Pour l’instant ce n’est pas la catastrophe que l’on nous avait annoncé. Selon les derniers chiffres, nous enregistrons 16500 véhicules par jour, dans les deux sens, sur le pont Chaban-Delmas, et la baisse de circulation sur le pont de Pierre est de 11% sur la journée, et de 15% aux heures de pointe, par rapport à des journées comparables de l’année dernière. Sur le pont Saint-Jean, il y a une baisse de 2% pour le sens sortant, et une hausse de 4% pour le sens entrant.

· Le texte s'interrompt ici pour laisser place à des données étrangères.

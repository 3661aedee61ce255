//! Waitlist signup form and modal state machine.
//!
//! The modal moves `Closed -> Open -> Submitting -> Open`. Success and error
//! are notices laid over the open form; they never close the modal.
//!
//! ```text
//!            open()              begin_submit()
//!  Closed ----------> Open ----------------------> Submitting
//!    ^                 |  ^                            |
//!    |     close()     |  |  finish_submit(Ok | Err)   |
//!    +-----------------+  +----------------------------+
//! ```

use serde::Serialize;

use crate::types::{Goal, Role, TagError};

/// Confirmation shown after a successful signup.
pub const SUCCESS_MESSAGE: &str = "You\u{2019}re on the waitlist. We\u{2019}ll reach out soon.";

/// Values typed into the signup form.
#[derive(Debug, Clone, PartialEq, Eq)]
pub struct WaitlistForm {
    pub full_name: String,
    pub email: String,
    pub role: Role,
    /// Selected goals in selection order, without duplicates.
    pub goals: Vec<Goal>,
}

impl Default for WaitlistForm {
    fn default() -> Self {
        Self {
            full_name: String::new(),
            email: String::new(),
            role: Role::Creator,
            goals: vec![Goal::FindBrandDeals],
        }
    }
}

impl WaitlistForm {
    /// Build a form from decoded `application/x-www-form-urlencoded` pairs.
    ///
    /// Checkbox goals arrive as repeated `goals` fields. An absent `role`
    /// keeps the default; unknown field names are ignored.
    ///
    /// # Errors
    ///
    /// Returns `TagError` if the role or any goal is not a known value.
    pub fn from_fields<I, K, V>(fields: I) -> Result<Self, TagError>
    where
        I: IntoIterator<Item = (K, V)>,
        K: AsRef<str>,
        V: AsRef<str>,
    {
        let mut form = Self {
            goals: Vec::new(),
            ..Self::default()
        };

        for (key, value) in fields {
            let value = value.as_ref();
            match key.as_ref() {
                "full_name" => value.clone_into(&mut form.full_name),
                "email" => value.clone_into(&mut form.email),
                "role" => form.role = value.parse()?,
                "goals" => {
                    let goal: Goal = value.parse()?;
                    if !form.goals.contains(&goal) {
                        form.goals.push(goal);
                    }
                }
                _ => {}
            }
        }

        Ok(form)
    }

    /// Select `goal` if it is not selected, otherwise deselect it.
    pub fn toggle_goal(&mut self, goal: Goal) {
        if let Some(pos) = self.goals.iter().position(|g| *g == goal) {
            self.goals.remove(pos);
        } else {
            self.goals.push(goal);
        }
    }

    /// Whether `goal` is currently checked.
    #[must_use]
    pub fn has_goal(&self, goal: Goal) -> bool {
        self.goals.contains(&goal)
    }

    /// Name and email are non-blank and at least one goal is picked.
    #[must_use]
    pub fn is_complete(&self) -> bool {
        !self.full_name.trim().is_empty() && !self.email.trim().is_empty() && !self.goals.is_empty()
    }

    /// The JSON body for `POST /waitlist`.
    #[must_use]
    pub fn submission(&self) -> WaitlistSubmission {
        WaitlistSubmission {
            full_name: self.full_name.clone(),
            email: self.email.clone(),
            role: self.role,
            goals: self.goals.clone(),
        }
    }
}

/// Request body for `POST /waitlist`.
#[derive(Debug, Clone, PartialEq, Eq, Serialize)]
#[serde(rename_all = "camelCase")]
pub struct WaitlistSubmission {
    pub full_name: String,
    pub email: String,
    pub role: Role,
    pub goals: Vec<Goal>,
}

/// Where the modal is in its lifecycle.
#[derive(Debug, Clone, Copy, PartialEq, Eq, Default)]
pub enum ModalPhase {
    #[default]
    Closed,
    Open,
    Submitting,
}

/// Transient outcome shown inside the open modal.
#[derive(Debug, Clone, PartialEq, Eq)]
pub enum Notice {
    Success(String),
    Error(String),
}

/// The signup modal: phase, form values and the current notice.
#[derive(Debug, Clone, PartialEq, Eq, Default)]
pub struct WaitlistModal {
    phase: ModalPhase,
    form: WaitlistForm,
    notice: Option<Notice>,
}

impl WaitlistModal {
    /// An open modal holding `form`, as re-rendered after a form post.
    #[must_use]
    pub fn with_form(form: WaitlistForm) -> Self {
        Self {
            phase: ModalPhase::Open,
            form,
            notice: None,
        }
    }

    #[must_use]
    pub const fn phase(&self) -> ModalPhase {
        self.phase
    }

    #[must_use]
    pub const fn form(&self) -> &WaitlistForm {
        &self.form
    }

    pub const fn form_mut(&mut self) -> &mut WaitlistForm {
        &mut self.form
    }

    #[must_use]
    pub const fn notice(&self) -> Option<&Notice> {
        self.notice.as_ref()
    }

    #[must_use]
    pub fn is_open(&self) -> bool {
        self.phase != ModalPhase::Closed
    }

    /// Cancel and submit are disabled while a request is in flight.
    #[must_use]
    pub fn is_submitting(&self) -> bool {
        self.phase == ModalPhase::Submitting
    }

    /// Open the modal, clearing any previous success or error.
    pub fn open(&mut self) {
        self.phase = ModalPhase::Open;
        self.notice = None;
    }

    /// Close the modal. Allowed in every phase; an in-flight request is not
    /// cancelled.
    pub fn close(&mut self) {
        self.phase = ModalPhase::Closed;
    }

    #[must_use]
    pub fn can_submit(&self) -> bool {
        self.phase == ModalPhase::Open && self.form.is_complete()
    }

    /// Enter `Submitting` and hand back the request body, or `None` when the
    /// submit action is disabled.
    pub fn begin_submit(&mut self) -> Option<WaitlistSubmission> {
        if !self.can_submit() {
            return None;
        }
        self.phase = ModalPhase::Submitting;
        self.notice = None;
        Some(self.form.submission())
    }

    /// Apply the backend outcome. `Err` carries the message to display.
    ///
    /// Success resets the form to its defaults; failure keeps what was typed.
    pub fn finish_submit(&mut self, outcome: Result<(), String>) {
        if self.phase == ModalPhase::Submitting {
            self.phase = ModalPhase::Open;
        }
        match outcome {
            Ok(()) => {
                self.form = WaitlistForm::default();
                self.notice = Some(Notice::Success(SUCCESS_MESSAGE.to_string()));
            }
            Err(message) => self.notice = Some(Notice::Error(message)),
        }
    }
}
//! Landing page and the waitlist modal's view model.

use askama::Template;
use askama_web::WebTemplate;
use axum::{extract::Query, response::IntoResponse};
use creatorum_core::waitlist::{Notice, WaitlistModal};
use creatorum_core::{Goal, Role};
use serde::Deserialize;
use tracing::instrument;

use crate::filters;

/// Query parameters for the landing page.
#[derive(Debug, Default, Deserialize)]
pub struct HomeQuery {
    /// `open` renders the page with the signup modal showing.
    pub waitlist: Option<String>,
}

impl HomeQuery {
    fn opens_modal(&self) -> bool {
        self.waitlist.as_deref() == Some("open")
    }
}

/// A `<option>` in the role select.
#[derive(Debug, Clone)]
pub struct RoleOption {
    pub value: &'static str,
    pub selected: bool,
}

/// A goal checkbox.
#[derive(Debug, Clone)]
pub struct GoalOption {
    pub value: &'static str,
    pub label: &'static str,
    pub checked: bool,
}

/// Everything the modal markup needs, flattened from [`WaitlistModal`].
#[derive(Debug, Clone)]
pub struct ModalView {
    pub open: bool,
    pub submitting: bool,
    pub can_submit: bool,
    pub full_name: String,
    pub email: String,
    pub roles: Vec<RoleOption>,
    pub goals: Vec<GoalOption>,
    pub success: Option<String>,
    pub error: Option<String>,
}

impl From<&WaitlistModal> for ModalView {
    fn from(modal: &WaitlistModal) -> Self {
        let form = modal.form();
        let (success, error) = match modal.notice() {
            Some(Notice::Success(message)) => (Some(message.clone()), None),
            Some(Notice::Error(message)) => (None, Some(message.clone())),
            None => (None, None),
        };

        Self {
            open: modal.is_open(),
            submitting: modal.is_submitting(),
            can_submit: modal.can_submit(),
            full_name: form.full_name.clone(),
            email: form.email.clone(),
            roles: Role::ALL
                .iter()
                .map(|role| RoleOption {
                    value: role.as_str(),
                    selected: *role == form.role,
                })
                .collect(),
            goals: Goal::ALL
                .iter()
                .map(|goal| GoalOption {
                    value: goal.as_str(),
                    label: goal.label(),
                    checked: form.has_goal(*goal),
                })
                .collect(),
            success,
            error,
        }
    }
}

/// Landing page template.
#[derive(Template, WebTemplate)]
#[template(path = "home.html")]
pub struct HomeTemplate {
    pub modal: ModalView,
}

impl HomeTemplate {
    #[must_use]
    pub fn new(modal: &WaitlistModal) -> Self {
        Self {
            modal: ModalView::from(modal),
        }
    }
}

/// Display the landing page.
#[instrument]
pub async fn home(Query(query): Query<HomeQuery>) -> impl IntoResponse {
    let mut modal = WaitlistModal::default();
    if query.opens_modal() {
        modal.open();
    }
    HomeTemplate::new(&modal)
}

#[cfg(test)]
mod tests {
    use creatorum_core::waitlist::WaitlistForm;

    use super::*;

    #[test]
    fn test_closed_modal_view() {
        let view = ModalView::from(&WaitlistModal::default());
        assert!(!view.open);
        assert!(!view.can_submit);
    }

    #[test]
    fn test_open_modal_view_shows_defaults() {
        let mut modal = WaitlistModal::default();
        modal.open();
        let view = ModalView::from(&modal);

        assert!(view.open);
        assert!(view.full_name.is_empty());
        let selected: Vec<_> = view.roles.iter().filter(|r| r.selected).collect();
        assert_eq!(selected.len(), 1);
        assert_eq!(selected[0].value, "Creator");
        let checked: Vec<_> = view.goals.iter().filter(|g| g.checked).collect();
        assert_eq!(checked.len(), 1);
        assert_eq!(checked[0].value, "find brand deals");
        assert_eq!(checked[0].label, "Find brand deals");
    }

    #[test]
    fn test_modal_view_carries_error_notice() {
        let mut modal = WaitlistModal::with_form(WaitlistForm {
            full_name: "Ada".to_string(),
            email: "ada@example.com".to_string(),
            ..WaitlistForm::default()
        });
        assert!(modal.begin_submit().is_some());
        modal.finish_submit(Err("Email already on the waitlist".to_string()));

        let view = ModalView::from(&modal);
        assert_eq!(view.error.as_deref(), Some("Email already on the waitlist"));
        assert!(view.success.is_none());
        assert_eq!(view.email, "ada@example.com");
        assert!(view.can_submit);
    }

    #[test]
    fn test_query_opens_modal_only_for_open() {
        let open = HomeQuery {
            waitlist: Some("open".to_string()),
        };
        assert!(open.opens_modal());
        assert!(!HomeQuery::default().opens_modal());
        assert!(
            !HomeQuery {
                waitlist: Some("1".to_string())
            }
            .opens_modal()
        );
    }
}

Concernant l’impact sur la rocade, selon la Dira (Direction des routes d’Aquitaine), on constate une amélioration sur tous les axes menant au pont d’Aquitaine.

Sur le logement, la période est critique sur le marché du neuf. Est-ce que cela ne va pas compromettre les ambitions de la CUB en matière de production de logements?

Sur la production de logements, on sait que nous avons eu une année 2012 pas bonne, mais la Fédération des promoteurs immobiliers considère qu’il y a une dynamique incroyable sur l’agglomération, et que ça va repartir. Ce qui m’inquiète le plus, c’est la flambée des prix. En cinq ans nous sommes passés de la dix-septième à la troisième place au classement des grandes villes les plus chères de France (Bordeaux est cinquième selon les derniers chiffres de la chambre des notaires, NDLR). C’est hallucinant. Il y a une flambée des prix incroyable sur l’agglomération bordelaise. Chacun doit prendre ses responsabilités, y compris ceux qui sont contre l’Etablissement public foncier, qui est quand même un outil de régulation du prix du foncier.